Let me share a few things I learned in ten years of starting with a garage wrought iron shop and ending up a steel erection contractor.
First, I admire and respect your son's ambition. Lots of "kids" his age won't get off the couch.
Second, he needs to rethink this equipment thing a bit. A 135 wirefeed is just okay for fixing John Q. Homeowner's gate, but it won't weld anything heavy. He needs a welder that has enough outlets to run power tools AND the 135. Something in that class will cost around $3500.
Too much, you say? Tools are worth it if they will make you money. A good portable welder will let you take on all kinds of work. Right now, with the 135, he's limited to gates and lawnmower handles. The heavier stuff is where you can charge $120 an hour for man and truck, and all they want to know is when you will be done. You're not doinking around for $25 here and $50 there. And traveling two hours between jobs.

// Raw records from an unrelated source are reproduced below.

// SPDX-FileCopyrightText: 2026 Trimflow Contributors
// SPDX-License-Identifier: MIT OR Apache-2.0

//! Trimflow - WhatsApp customer-service and franchise-lead bot.
//!
//! Binary entry point: loads configuration, initializes logging, and
//! starts the gateway server.

use clap::{Parser, Subcommand};
use tracing_subscriber::EnvFilter;

mod serve;

/// Trimflow - salon-chain WhatsApp bot.
#[derive(Parser, Debug)]
#[command(name = "trimflow", version, about, long_about = None)]
struct Cli {
    #[command(subcommand)]
    command: Option<Commands>,
}

/// Available subcommands.
#[derive(Subcommand, Debug)]
enum Commands {
    /// Start the webhook + dashboard server.
    Serve,
}

#[tokio::main]
async fn main() {
    let cli = Cli::parse();

    let config = match trimflow_config::load_config() {
        Ok(config) => config,
        Err(e) => {
            eprintln!("trimflow: configuration error: {e}");
            std::process::exit(1);
        }
    };

    let filter = EnvFilter::try_from_default_env()
        .unwrap_or_else(|_| EnvFilter::new(config.agent.log_level.clone()));
    tracing_subscriber::fmt().with_env_filter(filter).init();

    tracing::info!(agent = %config.agent.name, "configuration loaded");

    match cli.command {
        Some(Commands::Serve) | None => {
            if let Err(e) = serve::run(config).await {
                tracing::error!(error = %e, "server exited with error");
                std::process::exit(1);
            }
        }
    }
}
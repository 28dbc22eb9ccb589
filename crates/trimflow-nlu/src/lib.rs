// SPDX-FileCopyrightText: 2026 Trimflow Contributors
// SPDX-License-Identifier: MIT OR Apache-2.0

//! External NLU classifier adapter for Trimflow.

pub mod client;

pub use client::NluClient;
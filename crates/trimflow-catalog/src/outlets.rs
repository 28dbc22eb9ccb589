// SPDX-FileCopyrightText: 2026 Trimflow Contributors
// SPDX-License-Identifier: MIT OR Apache-2.0

//! Outlet directory for the salon chain.
//!
//! Static reference data; the conversation core only reads it through the
//! lookup functions below.

use std::sync::LazyLock;

/// A single salon outlet.
#[derive(Debug, Clone, Copy, PartialEq, Eq)]
pub struct Outlet {
    pub id: u32,
    pub name: &'static str,
    pub city: &'static str,
    pub state: &'static str,
    pub address: &'static str,
    pub phone: &'static str,
}

/// All outlets, ordered by opening date.
pub const OUTLETS: &[Outlet] = &[
    Outlet { id: 1, name: "ANNA NAGAR", city: "Chennai", state: "Tamil Nadu", address: "Plot 42, 2nd Avenue, Anna Nagar, Chennai 600040", phone: "044-40110011" },
    Outlet { id: 2, name: "TAMBARAM", city: "Chennai", state: "Tamil Nadu", address: "No. 118, Velachery Main Road, East Tambaram, Chennai 600059", phone: "044-40110012" },
    Outlet { id: 3, name: "ADYAR", city: "Chennai", state: "Tamil Nadu", address: "No. 7, First Main Road, Kasturba Nagar, Adyar, Chennai 600020", phone: "044-40110013" },
    Outlet { id: 4, name: "VELACHERY", city: "Chennai", state: "Tamil Nadu", address: "No. 21, Hundred Feet Road, Velachery, Chennai 600042", phone: "044-40110014" },
    Outlet { id: 5, name: "MOGAPPAIR", city: "Chennai", state: "Tamil Nadu", address: "No. 4/12, Pari Salai, Mogappair East, Chennai 600037", phone: "044-40110015" },
    Outlet { id: 6, name: "KILPAUK", city: "Chennai", state: "Tamil Nadu", address: "No. 33, Barnaby Road, Kilpauk, Chennai 600010", phone: "044-40110016" },
    Outlet { id: 7, name: "T NAGAR", city: "Chennai", state: "Tamil Nadu", address: "No. 9, Bazullah Road, T Nagar, Chennai 600017", phone: "044-40110017" },
    Outlet { id: 8, name: "PERAMBUR", city: "Chennai", state: "Tamil Nadu", address: "No. 301, Paper Mills Road, Perambur, Chennai 600011", phone: "044-40110018" },
    Outlet { id: 9, name: "GANAPATHY", city: "Coimbatore", state: "Tamil Nadu", address: "No. 12, Old Sathy Road, Ganapathy, Coimbatore 641006", phone: "0422-4011021" },
    Outlet { id: 10, name: "RS PURAM", city: "Coimbatore", state: "Tamil Nadu", address: "No. 40, Subramaniam Road, R S Puram, Coimbatore 641002", phone: "0422-4011022" },
    Outlet { id: 11, name: "ANNA NAGAR MADURAI", city: "Madurai", state: "Tamil Nadu", address: "No. 96, Sourashtrapuram, Anna Nagar, Madurai 625020", phone: "0452-4011031" },
    Outlet { id: 12, name: "KALAVASAL", city: "Madurai", state: "Tamil Nadu", address: "No. 218, Madurai-Theni Road, Kalavasal, Madurai 625016", phone: "0452-4011032" },
    Outlet { id: 13, name: "PERAMANUR", city: "Salem", state: "Tamil Nadu", address: "No. 48, Rajaji Road, Peramanur, Salem 636007", phone: "0427-4011041" },
    Outlet { id: 14, name: "PUTHUR", city: "Trichy", state: "Tamil Nadu", address: "No. 20, Vayalur Main Road, Puthur, Trichy 620017", phone: "0431-4011051" },
    Outlet { id: 15, name: "VIDYARANYAPURA", city: "Bangalore", state: "Karnataka", address: "No. 465, 12th Main, HMT Layout, Vidyaranyapura, Bangalore 560097", phone: "080-40110061" },
    Outlet { id: 16, name: "RAMAMURTHY NAGAR", city: "Bangalore", state: "Karnataka", address: "No. 32, Kalkere Main Road, Ramamurthy Nagar, Bangalore 560016", phone: "080-40110062" },
    Outlet { id: 17, name: "BHAVANI NAGAR", city: "Tirupati", state: "Andhra Pradesh", address: "18-1-42, Bhavani Nagar, Tirupati 517501", phone: "0877-4011071" },
    Outlet { id: 18, name: "PAL ADAJAN", city: "Surat", state: "Gujarat", address: "Shop 16, The Boulevard, Pal Adajan, Surat 395009", phone: "0261-4011081" },
    Outlet { id: 19, name: "VESU", city: "Surat", state: "Gujarat", address: "GF-12, Aakash Retail, Vesu, Surat 395007", phone: "0261-4011082" },
    Outlet { id: 20, name: "MOTERA", city: "Ahmedabad", state: "Gujarat", address: "Shop 17A, Central Arcade, Motera, Ahmedabad 380005", phone: "079-40110091" },
    Outlet { id: 21, name: "VILLIANUR", city: "Puducherry", state: "Puducherry", address: "No. 350, Villianur Main Road, Nellitope, Puducherry 605005", phone: "0413-4011101" },
    Outlet { id: 22, name: "AL QUSAIS", city: "Dubai", state: "UAE", address: "Shop 4, Damascus Street, Al Qusais Industrial 2, Dubai", phone: "+971-4-4011111" },
];

/// All distinct outlet cities, sorted.
static CITIES: LazyLock<Vec<&'static str>> = LazyLock::new(|| {
    let mut cities: Vec<&str> = OUTLETS.iter().map(|o| o.city).collect();
    cities.sort_unstable();
    cities.dedup();
    cities
});

/// All distinct outlet states, sorted.
static STATES: LazyLock<Vec<&'static str>> = LazyLock::new(|| {
    let mut states: Vec<&str> = OUTLETS.iter().map(|o| o.state).collect();
    states.sort_unstable();
    states.dedup();
    states
});

/// Outlets whose city or outlet name contains `name` (case-insensitive).
pub fn outlets_by_city(name: &str) -> Vec<&'static Outlet> {
    let needle = name.trim().to_lowercase();
    if needle.is_empty() {
        return Vec::new();
    }
    OUTLETS
        .iter()
        .filter(|o| {
            o.city.to_lowercase().contains(&needle) || o.name.to_lowercase().contains(&needle)
        })
        .collect()
}

/// Outlets whose state contains `name` (case-insensitive).
pub fn outlets_by_state(name: &str) -> Vec<&'static Outlet> {
    let needle = name.trim().to_lowercase();
    if needle.is_empty() {
        return Vec::new();
    }
    OUTLETS
        .iter()
        .filter(|o| o.state.to_lowercase().contains(&needle))
        .collect()
}

/// All distinct cities with at least one outlet.
pub fn all_cities() -> &'static [&'static str] {
    &CITIES
}

/// All distinct states with at least one outlet.
pub fn all_states() -> &'static [&'static str] {
    &STATES
}
// SPDX-FileCopyrightText: 2026 Trimflow Contributors
// SPDX-License-Identifier: MIT OR Apache-2.0

//! The intent resolution cascade.
//!
//! Resolves a raw message to a named intent and confidence by trying, in
//! fixed priority order: literal command keywords, the weighted pattern
//! matcher, the external NLU service, the generative-text fallback, and a
//! static default. Each probabilistic stage has an acceptance threshold;
//! rejection or collaborator failure falls through silently to the next
//! stage. The default stage always succeeds, so classification is total.

use std::sync::Arc;

use tracing::{debug, warn};
use trimflow_core::{IntentDetector, NLU_NO_MATCH_INTENT, TextGenerator};

use crate::pattern::PatternMatcher;

/// Which cascade stage produced a classification.
#[derive(Debug, Clone, Copy, PartialEq, Eq)]
pub enum ClassificationSource {
    Command,
    Pattern,
    Nlu,
    Generative,
    Default,
}

impl std::fmt::Display for ClassificationSource {
    fn fmt(&self, f: &mut std::fmt::Formatter<'_>) -> std::fmt::Result {
        match self {
            ClassificationSource::Command => write!(f, "command"),
            ClassificationSource::Pattern => write!(f, "pattern"),
            ClassificationSource::Nlu => write!(f, "nlu"),
            ClassificationSource::Generative => write!(f, "generative"),
            ClassificationSource::Default => write!(f, "default"),
        }
    }
}

/// A resolved classification.
#[derive(Debug, Clone)]
pub struct Classification {
    /// Resolved intent name.
    pub intent: String,
    /// Confidence in [0, 1]. Commands are 1.0; the default stage reports
    /// 0.0 as the "nothing matched" sentinel.
    pub confidence: f32,
    /// The stage that produced this result.
    pub source: ClassificationSource,
    /// Ready-made reply text carried from the NLU fulfillment or the
    /// generative output, when the stage supplied one.
    pub reply: Option<String>,
}
// SPDX-FileCopyrightText: 2026 Trimflow Contributors
// SPDX-License-Identifier: MIT OR Apache-2.0

//! Lead persistence and forwarding for the Trimflow bot.
//!
//! Leads live in a single JSON document rewritten atomically on every
//! mutation. Creation is mandatory-and-first; advisor forwarding is
//! best-effort-and-after, so a notification failure can never lose an
//! enquiry.

pub mod export;
pub mod forward;
pub mod model;
pub mod store;

pub use export::{CSV_COLUMNS, export_csv};
pub use forward::{ForwardOutcome, ForwardingService, format_advisor_message};
pub use model::{AdvisorInfo, EnquiryType, Lead, LeadNote, LeadStatus, NewLead};
pub use store::{LeadStore, LeadSummary};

A good welding machine will last a long time. Buy it on time, or lease one, and deduct the lease payments. Check with your CPA on the best way to go for your tax bracket.
If the kid is talented, don't let that talent be limited by improper and inadequate tools. Sure, it's an outlay, but you're talking about welding, and welding pays pretty good. Good enough to justify proper tools. Don't send this horse off to run with one of the reins tied to the post.
Forget the generator. He's going to end up needing a welding machine sooner or later. Get it now, and he already has the wirefeed to fix garden gates and lawnmower handles. And when the metal is thicker than 1/8", use a stick. That 135 is an awesome LITTLE machine that does thin materials as good as any of the top three brands. The welding machine will have all the power tool capacity you need, as you can't weld and run a grinder at the same time. Can when he gets a helper, and the welding machine will handle that, too.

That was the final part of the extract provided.